Every six months there will be a full in-person meeting with Co-Leads, Partners and Affiliates. These meetings will focus on presenting overall progress and enabling discussion largely of non-operational aspects of this culture change initiative.
Overview of the project: Notwithstanding the hurdles that exist that throughout the Open Research landscape, it is arguable that the most significant barriers to the take up of Open Research practices are researcher mindset and behaviour.
The ABOARD project will develop system-level incentivisation of Open Research; this will mean that the incentives that researchers encounter in all their major fields of activity (including recruitment, promotion, institutional research initiatives and engagement with external funders) will be aligned effectively.

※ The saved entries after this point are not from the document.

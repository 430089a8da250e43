// ABOUTME: Domain service layer for business logic extracted from route handlers
// ABOUTME: Keeps report assembly independent of the HTTP framework
//
// SPDX-License-Identifier: MIT OR Apache-2.0
// Copyright (c) 2025 Async-IO.org

//! Domain service layer
//!
//! Route handlers stay thin and delegate here, so the same assembly logic can
//! be exercised directly in tests without going through the router.

/// Status report assembly: provider calls, scoring, and message rendering
pub mod status;

pub use status::StatusService;
//! Classification and decoding of fixed-width snapshot lines.
//!
//! Every line of an entry is one of four record kinds, determined by its
//! position and a discriminator byte:
//!
//! - line 0 is the header: `DDDDSNAP` marker, 4-digit run, 8-digit date;
//! - a line starting with the `99999999` marker is the trailer;
//! - byte 8 equal to `1` marks a company record, `2` a person record.
//!
//! Company layout: number `[0,8)`, discriminator `[8]`, status `[9]`,
//! officer count `[32,36)`, name length `[36,40)`, then the name occupying
//! the declared length minus its trailing `<` delimiter.
//!
//! Person layout: number `[0,8)`, discriminator `[8]`, date origin `[9]`,
//! appointment type `[10,12)`, person number `[12,24)`, corporate
//! indicator `[24]`, appointment date `[32,40)`, resignation date
//! `[40,48)`, postcode `[48,56)`, partial DOB `[56,64)`, full DOB
//! `[64,72)`, variable length `[72,76)`, then the variable section split
//! on `<` into up to fourteen positional subfields.
//!
//! # Repair heuristic
//!
//! Some snapshot lines are missing a leading zero, shifting every fixed
//! offset left by one byte. When classification fails, or a repairable
//! integer field does not parse, and the line starts with exactly one
//! zero, a single zero byte is prepended and the failing operation is
//! retried exactly once. A line starting with two zeros that still fails
//! is genuinely unrecognizable; refusing to repair it bounds the retry.

use std::num::ParseIntError;
use std::ops::Range;
use std::str::FromStr;

use chrono::NaiveDate;

use crate::error::{Result, SnapshotError};
use crate::record::{Company, CompanyStatus, Footer, Header, Person};

/// Marker opening the header line of every entry.
pub const HEADER_MARKER: &[u8; 8] = b"DDDDSNAP";
/// Marker opening the trailer line of every entry.
pub const TRAILER_MARKER: &[u8; 8] = b"99999999";

const COMPANY_DISCRIMINATOR: u8 = b'1';
const PERSON_DISCRIMINATOR: u8 = b'2';

/// Fixed-width prefix a person line must carry before its variable section.
const PERSON_FIXED_LEN: usize = 76;
/// Fixed-width prefix a company line must carry before its name.
const COMPANY_FIXED_LEN: usize = 40;
/// Header marker, run and production date.
const HEADER_LEN: usize = 20;
/// Trailer marker and record count.
const FOOTER_LEN: usize = 16;

/// A decoded snapshot record of any kind.
#[derive(Debug, Clone, PartialEq, Eq)]
pub enum Record {
    Header(Header),
    Footer(Footer),
    Company(Company),
    Person(Person),
}

#[derive(Debug, Clone, Copy, PartialEq, Eq)]
enum Kind {
    Header,
    Footer,
    Company,
    Person,
    Unrecognized,
}

/// Classify and decode one line at the given 0-based index in its entry.
///
/// Applies the leading-zero repair when classification fails; the field
/// decoders apply the same repair at their own integer-parse sites.
pub fn decode_line(line: &[u8], index: usize) -> Result<Record> {
    match classify(line, index)? {
        Kind::Header => Ok(Record::Header(decode_header(line)?)),
        Kind::Footer => Ok(Record::Footer(decode_footer(line)?)),
        Kind::Company => Ok(Record::Company(decode_company(line)?)),
        Kind::Person => Ok(Record::Person(decode_person(line)?)),
        Kind::Unrecognized => {
            let fixed = reinsert_leading_zero(line).ok_or(SnapshotError::UnhandledRecord)?;
            match classify(&fixed, index)? {
                Kind::Company => Ok(Record::Company(decode_company(&fixed)?)),
                Kind::Person => Ok(Record::Person(decode_person(&fixed)?)),
                _ => Err(SnapshotError::UnhandledRecord),
            }
        }
    }
}

fn classify(line: &[u8], index: usize) -> Result<Kind> {
    if index == 0 {
        return Ok(Kind::Header);
    }
    if line.starts_with(TRAILER_MARKER) {
        return Ok(Kind::Footer);
    }
    if line.len() < 9 {
        return Err(SnapshotError::ShortLine(line.len()));
    }
    Ok(match line[8] {
        COMPANY_DISCRIMINATOR => Kind::Company,
        PERSON_DISCRIMINATOR => Kind::Person,
        _ => Kind::Unrecognized,
    })
}

/// Prepend a zero when the line plausibly lost one, shifting every offset.
///
/// A line starting with exactly one zero qualifies; two leading zeros mean
/// the defect is something else, and repairing would loop.
fn reinsert_leading_zero(line: &[u8]) -> Option<Vec<u8>> {
    if line.first() == Some(&b'0') && line.get(1) != Some(&b'0') {
        let mut fixed = Vec::with_capacity(line.len() + 1);
        fixed.push(b'0');
        fixed.extend_from_slice(line);
        Some(fixed)
    } else {
        None
    }
}

/// Decode the header line of an entry.
///
/// Any failure here is fatal to the extraction: the header anchors every
/// fixed offset that follows.
pub fn decode_header(line: &[u8]) -> Result<Header> {
    if line.len() < HEADER_LEN {
        return Err(SnapshotError::Format(format!(
            "header line is {} bytes, expected at least {HEADER_LEN}",
            line.len()
        )));
    }
    if &line[..8] != HEADER_MARKER {
        return Err(SnapshotError::Format(
            "header line does not start with DDDDSNAP".to_string(),
        ));
    }
    let run = String::from_utf8_lossy(&line[8..12])
        .parse()
        .map_err(|err| SnapshotError::Format(format!("error reading run: {err}")))?;
    let date_text = String::from_utf8_lossy(&line[12..20]);
    let production_date = NaiveDate::parse_from_str(&date_text, "%Y%m%d")
        .map_err(|err| SnapshotError::Format(format!("error reading production date: {err}")))?;
    Ok(Header {
        run,
        production_date,
    })
}

/// Decode a trailer line. The caller is expected to have matched
/// [`TRAILER_MARKER`] already.
pub fn decode_footer(line: &[u8]) -> Result<Footer> {
    if line.len() < FOOTER_LEN {
        return Err(SnapshotError::ShortLine(line.len()));
    }
    let record_count = integer(line, 8..16, "record count")?;
    Ok(Footer { record_count })
}

/// Decode a company line, retrying once on a plausibly shifted name-length
/// field.
pub fn decode_company(line: &[u8]) -> Result<Company> {
    match company_fields(line) {
        Err(err @ SnapshotError::IntegerField { .. }) => match reinsert_leading_zero(line) {
            Some(fixed) => company_fields(&fixed),
            None => Err(err),
        },
        other => other,
    }
}

fn company_fields(line: &[u8]) -> Result<Company> {
    if line.len() < COMPANY_FIXED_LEN {
        return Err(SnapshotError::ShortLine(line.len()));
    }
    let name_len: usize = integer(line, 36..40, "name length")?;
    // The declared span includes a trailing `<` delimiter, dropped here.
    // A length overrunning the line yields a partial record, not an error:
    // truncated company lines are a known defect in the feed.
    let name = if name_len == 0 || COMPANY_FIXED_LEN + name_len > line.len() {
        String::new()
    } else {
        text(line, 40..40 + name_len - 1)
    };
    Ok(Company {
        company_number: text(line, 0..8),
        status: CompanyStatus::from_code(line[9]),
        number_of_officers: text(line, 32..36),
        name,
    })
}

/// Decode a person line, retrying once on a plausibly shifted
/// variable-length field.
pub fn decode_person(line: &[u8]) -> Result<Person> {
    match person_fields(line) {
        Err(err @ SnapshotError::IntegerField { .. }) => match reinsert_leading_zero(line) {
            Some(fixed) => person_fields(&fixed),
            None => Err(err),
        },
        other => other,
    }
}

fn person_fields(line: &[u8]) -> Result<Person> {
    if line.len() < PERSON_FIXED_LEN {
        return Err(SnapshotError::ShortLine(line.len()));
    }
    let variable_len: usize = integer(line, 72..76, "variable data length")?;
    let section = line
        .get(PERSON_FIXED_LEN..PERSON_FIXED_LEN + variable_len)
        .ok_or(SnapshotError::Bounds {
            field: "variable data",
            declared: variable_len,
            available: line.len() - PERSON_FIXED_LEN,
        })?;
    let section = String::from_utf8_lossy(section);
    let parts: Vec<&str> = section.split('<').collect();
    let part = |index: usize| {
        parts
            .get(index)
            .map(|text| text.trim().to_string())
            .unwrap_or_default()
    };
    Ok(Person {
        company_number: text(line, 0..8),
        app_date_origin: text(line, 9..10),
        appointment_type: text(line, 10..12),
        person_number: text(line, 12..24),
        corporate_indicator: text(line, 24..25),
        appointment_date: text(line, 32..40),
        resignation_date: text(line, 40..48),
        postcode: text(line, 48..56),
        partial_date_of_birth: text(line, 56..64),
        full_date_of_birth: text(line, 64..72),
        title: part(0),
        forenames: part(1),
        surname: part(2),
        honours: part(3),
        care_of: part(4),
        po_box: part(5),
        address_line1: part(6),
        address_line2: part(7),
        post_town: part(8),
        county: part(9),
        country: part(10),
        occupation: part(11),
        nationality: part(12),
        // The residential country subfield is only meaningful when the
        // section carries the full fourteen parts.
        res_country: if parts.len() == 14 {
            part(13)
        } else {
            String::new()
        },
    })
}

/// Lossy text of a fixed-width field, trimmed of space padding.
fn text(line: &[u8], range: Range<usize>) -> String {
    String::from_utf8_lossy(&line[range]).trim().to_string()
}

/// Parse a space-padded integer field.
fn integer<T>(line: &[u8], range: Range<usize>, field: &'static str) -> Result<T>
where
    T: FromStr<Err = ParseIntError>,
{
    String::from_utf8_lossy(&line[range])
        .trim()
        .parse()
        .map_err(|source| SnapshotError::IntegerField { field, source })
}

The ABOARD project acknowledges that the voice of researchers themselves has been somewhat underrepresented in many of the conversations around incentivisation and reward of Open Research practices as well those concerning the use of responsible research metrics and responsible research assessment.

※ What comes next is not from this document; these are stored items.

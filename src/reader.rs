//! Extraction driver: sinks, the worker pool, and count reconciliation.
//!
//! A [`Reader`] owns a caller-supplied [`RecordSink`] and walks a snapshot
//! archive one entry at a time. Within an entry, lines are handed to a
//! bounded pool of worker threads; each worker classifies, decodes,
//! repairs and dispatches independently, so callback order across workers
//! is not guaranteed. Two shared atomic tallies track dispatched company
//! and person records for the trailer reconciliation, which runs only
//! after the pool has fully drained.
//!
//! Error policy: failures opening the archive or an entry, and a
//! malformed header, abort the extraction. Every other failure is
//! per-line; it is wrapped with the offending line and forwarded to the
//! caller's error sink while processing continues.

use std::io;
use std::path::Path;
use std::sync::atomic::{AtomicU64, Ordering};
use std::thread;

use crossbeam_channel::bounded;
use tracing::debug;

use crate::archive::SnapshotArchive;
use crate::decode::{decode_footer, decode_header, decode_line, Record, TRAILER_MARKER};
use crate::error::{Result, SinkError, SnapshotError};
use crate::record::{Company, Footer, Header, Person};

/// Result of a sink method.
pub type SinkResult = std::result::Result<(), SinkError>;

/// Receiver for decoded records, one method per record kind.
///
/// Every method defaults to a no-op, so implementations only handle the
/// kinds they care about. Methods take `&self` and may be called from
/// multiple worker threads at once. A sink error is reported to the
/// extraction's error sink and does not stop processing.
pub trait RecordSink: Sync {
    fn header(&self, header: Header) -> SinkResult {
        let _ = header;
        Ok(())
    }

    fn footer(&self, footer: Footer) -> SinkResult {
        let _ = footer;
        Ok(())
    }

    fn company(&self, company: Company) -> SinkResult {
        let _ = company;
        Ok(())
    }

    fn person(&self, person: Person) -> SinkResult {
        let _ = person;
        Ok(())
    }
}

impl<S: RecordSink + ?Sized> RecordSink for &S {
    fn header(&self, header: Header) -> SinkResult {
        (**self).header(header)
    }

    fn footer(&self, footer: Footer) -> SinkResult {
        (**self).footer(footer)
    }

    fn company(&self, company: Company) -> SinkResult {
        (**self).company(company)
    }

    fn person(&self, person: Person) -> SinkResult {
        (**self).person(person)
    }
}

/// A sink that discards every record.
pub struct NopSink;

impl RecordSink for NopSink {}

/// Per-entry tallies of dispatched records, shared across workers.
#[derive(Default)]
struct EntryTally {
    companies: AtomicU64,
    persons: AtomicU64,
}

impl EntryTally {
    fn total(&self) -> u64 {
        self.companies.load(Ordering::Relaxed) + self.persons.load(Ordering::Relaxed)
    }
}

/// Snapshot extraction driver.
pub struct Reader<S = NopSink> {
    sink: S,
}

impl<S: RecordSink> Reader<S> {
    pub fn new(sink: S) -> Reader<S> {
        Reader { sink }
    }

    /// Extract every entry of the archive at `path`, decoding lines with
    /// `concurrency` worker threads per entry (values below 2 process
    /// sequentially).
    ///
    /// Returns an error only for structural failures: an unreadable
    /// archive or entry, or a malformed header. All per-line failures are
    /// forwarded to `errh` with the offending line attached, and
    /// extraction continues.
    pub fn extract<P, F>(&self, path: P, concurrency: usize, errh: F) -> Result<()>
    where
        P: AsRef<Path>,
        F: Fn(SnapshotError) + Sync,
    {
        let mut archive = SnapshotArchive::open(path)?;
        for index in 0..archive.len() {
            let entry = archive.entry(index)?;
            let name = entry.name().to_string();
            debug!(entry = %name, "processing entry");
            self.process_entry(&name, entry, concurrency, &errh)?;
        }
        Ok(())
    }

    /// Run the per-entry pipeline: header first, then the line pool, then
    /// the deferred trailer reconciliation.
    fn process_entry<I, F>(&self, name: &str, mut lines: I, concurrency: usize, errh: &F) -> Result<()>
    where
        I: Iterator<Item = io::Result<Vec<u8>>>,
        F: Fn(SnapshotError) + Sync,
    {
        let Some(first) = lines.next() else {
            debug!(entry = name, "entry contains no lines");
            return Ok(());
        };
        let first = first?;
        let header = decode_header(&first)?;
        if let Err(err) = self.sink.header(header) {
            errh(SnapshotError::for_line(&first, SnapshotError::Sink(err)));
        }

        let tally = EntryTally::default();
        // The trailer closes out the entry; it is held back until every
        // other line has been dispatched and counted.
        let mut trailer: Option<Vec<u8>> = None;

        if concurrency <= 1 {
            for (index, item) in (1..).zip(&mut lines) {
                let line = item?;
                if line.starts_with(TRAILER_MARKER) {
                    trailer = Some(line);
                    continue;
                }
                self.handle_line(&line, index, &tally, errh);
            }
        } else {
            let (tx, rx) = bounded::<(usize, Vec<u8>)>(concurrency * 10);
            let tally_ref = &tally;
            thread::scope(|scope| -> Result<()> {
                for _ in 0..concurrency {
                    let rx = rx.clone();
                    scope.spawn(move || {
                        for (index, line) in rx {
                            self.handle_line(&line, index, tally_ref, errh);
                        }
                    });
                }
                drop(rx);
                for (index, item) in (1..).zip(&mut lines) {
                    let line = item?;
                    if line.starts_with(TRAILER_MARKER) {
                        trailer = Some(line);
                        continue;
                    }
                    if tx.send((index, line)).is_err() {
                        break;
                    }
                }
                // Closing the channel releases the workers once they have
                // drained what is already buffered.
                drop(tx);
                Ok(())
            })?;
        }

        if let Some(line) = trailer {
            self.reconcile(&line, &tally, errh);
        }

        let companies = tally.companies.load(Ordering::Relaxed);
        let persons = tally.persons.load(Ordering::Relaxed);
        debug!(entry = name, companies, persons, "entry complete");
        Ok(())
    }

    /// Decode and dispatch one line, reporting any failure to the error
    /// sink with the line attached.
    fn handle_line<F>(&self, line: &[u8], index: usize, tally: &EntryTally, errh: &F)
    where
        F: Fn(SnapshotError) + Sync,
    {
        if let Err(err) = self.dispatch_line(line, index, tally) {
            errh(SnapshotError::for_line(line, err));
        }
    }

    fn dispatch_line(&self, line: &[u8], index: usize, tally: &EntryTally) -> Result<()> {
        match decode_line(line, index)? {
            Record::Header(header) => self.sink.header(header).map_err(SnapshotError::Sink),
            Record::Footer(footer) => self.sink.footer(footer).map_err(SnapshotError::Sink),
            Record::Company(company) => {
                tally.companies.fetch_add(1, Ordering::Relaxed);
                self.sink.company(company).map_err(SnapshotError::Sink)
            }
            Record::Person(person) => {
                tally.persons.fetch_add(1, Ordering::Relaxed);
                self.sink.person(person).map_err(SnapshotError::Sink)
            }
        }
    }

    /// Decode the held-back trailer, dispatch it, and check its declared
    /// count against the records actually dispatched.
    fn reconcile<F>(&self, line: &[u8], tally: &EntryTally, errh: &F)
    where
        F: Fn(SnapshotError) + Sync,
    {
        let footer = match decode_footer(line) {
            Ok(footer) => footer,
            Err(err) => {
                errh(SnapshotError::for_line(line, err));
                return;
            }
        };
        let declared = footer.record_count;
        if let Err(err) = self.sink.footer(footer) {
            errh(SnapshotError::for_line(line, SnapshotError::Sink(err)));
        }
        let counted = tally.total();
        if declared != counted {
            errh(SnapshotError::CountMismatch { declared, counted });
        }
    }
}

#[cfg(test)]
mod tests {
    use super::*;
    use std::sync::Mutex;

    #[derive(Default)]
    struct CollectSink {
        headers: Mutex<Vec<Header>>,
        footers: Mutex<Vec<Footer>>,
        companies: Mutex<Vec<Company>>,
        persons: Mutex<Vec<Person>>,
    }

    impl RecordSink for CollectSink {
        fn header(&self, header: Header) -> SinkResult {
            self.headers.lock().unwrap().push(header);
            Ok(())
        }

        fn footer(&self, footer: Footer) -> SinkResult {
            self.footers.lock().unwrap().push(footer);
            Ok(())
        }

        fn company(&self, company: Company) -> SinkResult {
            self.companies.lock().unwrap().push(company);
            Ok(())
        }

        fn person(&self, person: Person) -> SinkResult {
            self.persons.lock().unwrap().push(person);
            Ok(())
        }
    }

    /// Rejects every company record.
    struct FailSink;

    impl RecordSink for FailSink {
        fn company(&self, _company: Company) -> SinkResult {
            Err("company rejected".into())
        }
    }

    fn header_line() -> Vec<u8> {
        b"DDDDSNAP021620230506".to_vec()
    }

    fn footer_line(count: u64) -> Vec<u8> {
        format!("99999999{count:08}").into_bytes()
    }

    fn company_line(index: usize) -> Vec<u8> {
        let name = format!("TEST COMPANY {index:03}");
        format!(
            "{index:08}1 {filler}0001{len:04}{name}<",
            filler = " ".repeat(22),
            len = name.len() + 1
        )
        .into_bytes()
    }

    fn person_line(index: usize) -> Vec<u8> {
        let section = "MS<TESS<EXAMPLE";
        format!(
            "{index:08}2101{pnum:012} {filler}20200101{blank}AB1 2CD {blank}{blank}{len:04}{section}",
            pnum = index,
            filler = " ".repeat(7),
            blank = " ".repeat(8),
            len = section.len()
        )
        .into_bytes()
    }

    fn entry(lines: Vec<Vec<u8>>) -> impl Iterator<Item = io::Result<Vec<u8>>> {
        lines.into_iter().map(Ok::<Vec<u8>, io::Error>)
    }

    /// Helper: process an in-memory entry and return accumulated errors.
    fn run(sink: &impl RecordSink, lines: Vec<Vec<u8>>, concurrency: usize) -> Vec<SnapshotError> {
        let errors = Mutex::new(Vec::new());
        let errh = |err| errors.lock().unwrap().push(err);
        Reader::new(sink)
            .process_entry("test", entry(lines), concurrency, &errh)
            .unwrap();
        errors.into_inner().unwrap()
    }

    #[test]
    fn sequential_entry_dispatches_every_record() {
        let sink = CollectSink::default();
        let errors = run(
            &sink,
            vec![
                header_line(),
                company_line(1),
                company_line(2),
                person_line(3),
                footer_line(3),
            ],
            1,
        );
        assert!(errors.is_empty(), "unexpected errors: {errors:?}");
        assert_eq!(sink.headers.lock().unwrap().len(), 1);
        assert_eq!(sink.footers.lock().unwrap().len(), 1);
        assert_eq!(sink.companies.lock().unwrap().len(), 2);
        assert_eq!(sink.persons.lock().unwrap().len(), 1);
    }

    #[test]
    fn count_mismatch_is_reported_after_drain() {
        let mut lines = vec![header_line()];
        for index in 0..40 {
            lines.push(company_line(index));
        }
        lines.push(person_line(40));
        lines.push(footer_line(42));

        let errors = run(&CollectSink::default(), lines, 1);
        assert_eq!(errors.len(), 1);
        assert!(matches!(
            errors[0],
            SnapshotError::CountMismatch {
                declared: 42,
                counted: 41
            }
        ));
    }

    #[test]
    fn concurrent_entry_counts_every_line_exactly_once() {
        let sink = CollectSink::default();
        let mut lines = vec![header_line()];
        for index in 0..120 {
            lines.push(company_line(index));
        }
        for index in 0..80 {
            lines.push(person_line(index));
        }
        lines.push(footer_line(200));

        let errors = run(&sink, lines, 4);
        assert!(errors.is_empty(), "unexpected errors: {errors:?}");
        assert_eq!(sink.companies.lock().unwrap().len(), 120);
        assert_eq!(sink.persons.lock().unwrap().len(), 80);
        assert_eq!(sink.footers.lock().unwrap().len(), 1);
    }

    #[test]
    fn sink_failure_is_reported_and_processing_continues() {
        let errors = run(
            &FailSink,
            vec![
                header_line(),
                company_line(1),
                person_line(2),
                footer_line(2),
            ],
            1,
        );
        assert_eq!(errors.len(), 1);
        match &errors[0] {
            SnapshotError::Line { source, .. } => {
                assert!(matches!(**source, SnapshotError::Sink(_)))
            }
            other => panic!("expected a wrapped sink error, got {other:?}"),
        }
    }

    #[test]
    fn unhandled_line_is_reported_and_processing_continues() {
        let sink = CollectSink::default();
        let errors = run(
            &sink,
            vec![
                header_line(),
                b"XXXXXXXXX UNKNOWN RECORD".to_vec(),
                company_line(1),
                footer_line(1),
            ],
            1,
        );
        assert_eq!(errors.len(), 1);
        match &errors[0] {
            SnapshotError::Line { source, .. } => {
                assert!(matches!(**source, SnapshotError::UnhandledRecord))
            }
            other => panic!("expected a wrapped unhandled record, got {other:?}"),
        }
        assert_eq!(sink.companies.lock().unwrap().len(), 1);
    }

    #[test]
    fn trailer_is_reconciled_after_drain_even_when_early() {
        let sink = CollectSink::default();
        let errors = run(
            &sink,
            vec![
                header_line(),
                footer_line(2),
                company_line(1),
                person_line(2),
            ],
            1,
        );
        assert!(errors.is_empty(), "unexpected errors: {errors:?}");
        assert_eq!(sink.footers.lock().unwrap().len(), 1);
    }

    #[test]
    fn garbled_trailer_count_is_reported() {
        let errors = run(
            &CollectSink::default(),
            vec![header_line(), b"99999999XXXXXXXX".to_vec()],
            1,
        );
        assert_eq!(errors.len(), 1);
        match &errors[0] {
            SnapshotError::Line { source, .. } => {
                assert!(matches!(**source, SnapshotError::IntegerField { .. }))
            }
            other => panic!("expected a wrapped integer error, got {other:?}"),
        }
    }

    #[test]
    fn empty_entry_is_ok() {
        let errors = run(&CollectSink::default(), vec![], 1);
        assert!(errors.is_empty());
    }

    #[test]
    fn malformed_header_aborts_the_entry() {
        let errors = Mutex::new(Vec::new());
        let errh = |err| errors.lock().unwrap().push(err);
        let err = Reader::new(NopSink)
            .process_entry("test", entry(vec![b"GARBAGE".to_vec()]), 1, &errh)
            .unwrap_err();
        assert!(matches!(err, SnapshotError::Format(_)));
    }
}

The ABOARD project, therefore, brings together a strong consortium of those representing not only RPOs and funders, but also key researcher groups and will engage in deep, iterative dialogue with key stakeholders across the Irish research landscape.
The project will use this dialogic and consultation-driven approach to reach agreement on core commitments and concrete steps to effectively incentivise Open Research practices, develop a statement on the use of Responsible Research Metrics (RRM), and support the development of Responsible Research Assessment (RRA).

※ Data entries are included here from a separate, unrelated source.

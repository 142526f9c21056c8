//! Common path prefix reduction
//!
//! Template files live deep inside the reference clone
//! (`~/gitignore/Global/macOS.gitignore`). Before display the shared
//! directory is stripped so the finder shows `Global/macOS.gitignore`.

use std::path::{Path, PathBuf};

/// Compute the deepest directory containing every path and make each path
/// relative to it
///
/// Returns an empty prefix together with the unchanged input when no
/// reduction is possible, i.e. the only shared ancestor is the filesystem
/// root or the paths are relative without a shared first component.
/// Callers join the prefix back with [`Path::join`], which treats an empty
/// prefix as a no-op.
///
/// A directory equal to one of the inputs does not count as containing it:
/// a single path (or a set of duplicates) reduces to its parent, so no
/// relative name is ever empty.
///
/// # Examples
///
/// ```
/// use ignorepick::paths::common_prefix_and_relativize;
/// use std::path::PathBuf;
///
/// let paths = vec![
///     PathBuf::from("/a/b/x.gitignore"),
///     PathBuf::from("/a/b/c/y.gitignore"),
/// ];
/// let (prefix, relative) = common_prefix_and_relativize(&paths);
/// assert_eq!(prefix, PathBuf::from("/a/b"));
/// assert_eq!(relative, vec![PathBuf::from("x.gitignore"), PathBuf::from("c/y.gitignore")]);
/// ```
#[must_use]
pub fn common_prefix_and_relativize(paths: &[PathBuf]) -> (PathBuf, Vec<PathBuf>) {
    let Some(first) = paths.first() else {
        return (PathBuf::new(), Vec::new());
    };

    let Some(prefix) = common_ancestor(first, paths) else {
        return (PathBuf::new(), paths.to_vec());
    };

    let relative = paths
        .iter()
        .map(|path| {
            path.strip_prefix(prefix)
                .map_or_else(|_| path.clone(), Path::to_path_buf)
        })
        .collect();

    (prefix.to_path_buf(), relative)
}

/// Walk up from `start` until every path lives strictly below the candidate
fn common_ancestor<'a>(start: &'a Path, paths: &[PathBuf]) -> Option<&'a Path> {
    let mut candidate = start;

    while !paths
        .iter()
        .all(|path| path.starts_with(candidate) && path.as_path() != candidate)
    {
        candidate = candidate.parent()?;
    }

    // The root (or an empty relative path) is not a useful prefix
    if candidate.as_os_str().is_empty() || candidate.parent().is_none() {
        return None;
    }

    Some(candidate)
}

Resources and outputs: The ultimate objective of the ABOARD project is to develop a detailed and concrete change process which will deliver coherent, system-level incentivising of Open Research, RRA and the use of RRM.
Specific outcomes of the project will include:
- A shared and broad understanding of, and agreement with, the key components of open research incentivisation, RRM and RRA within the Irish research sector.
- The development of a comprehensive consortium encompassing all relevant stakeholders. The consortium, while engaging with other projects and working groups – include those funded by NORF and CoARA – to mutual benefit and to ensure coherence, will comprise a group of partners of singular sectoral reach with a core focus on incentivising open research.
- A position paper comprising a: roadmap of concrete, prioritised, agreed actions and timelines that each stakeholder group has committed to; two sets of consolidated recommendations; and an agreed national RRM statement.
Additional project-related information: Sally and David also co-lead the CoARA National Chapter for Ireland.
The Irish National Chapter is bringing together 10 higher education institutions and three research funding organisations, encompassing all current CoARA signatories in Ireland, and seeks to deliver consensus on a commitment to broaden Ireland’s recognition of diverse research outputs, outcomes, and careers in research.
The longer-term impact of this initiative, which aligns very closely with the ABOARD Project, is culture-change, achieved through open, transparent communication, leading to trusted partnership and collaboration between different organization types, roles, and responsibilities that will deliver systemic change.
The project co-leads are also partners in the NORF-funded RURM project led by UCD, which will deliver a pilot training mechanism on the use of RRM.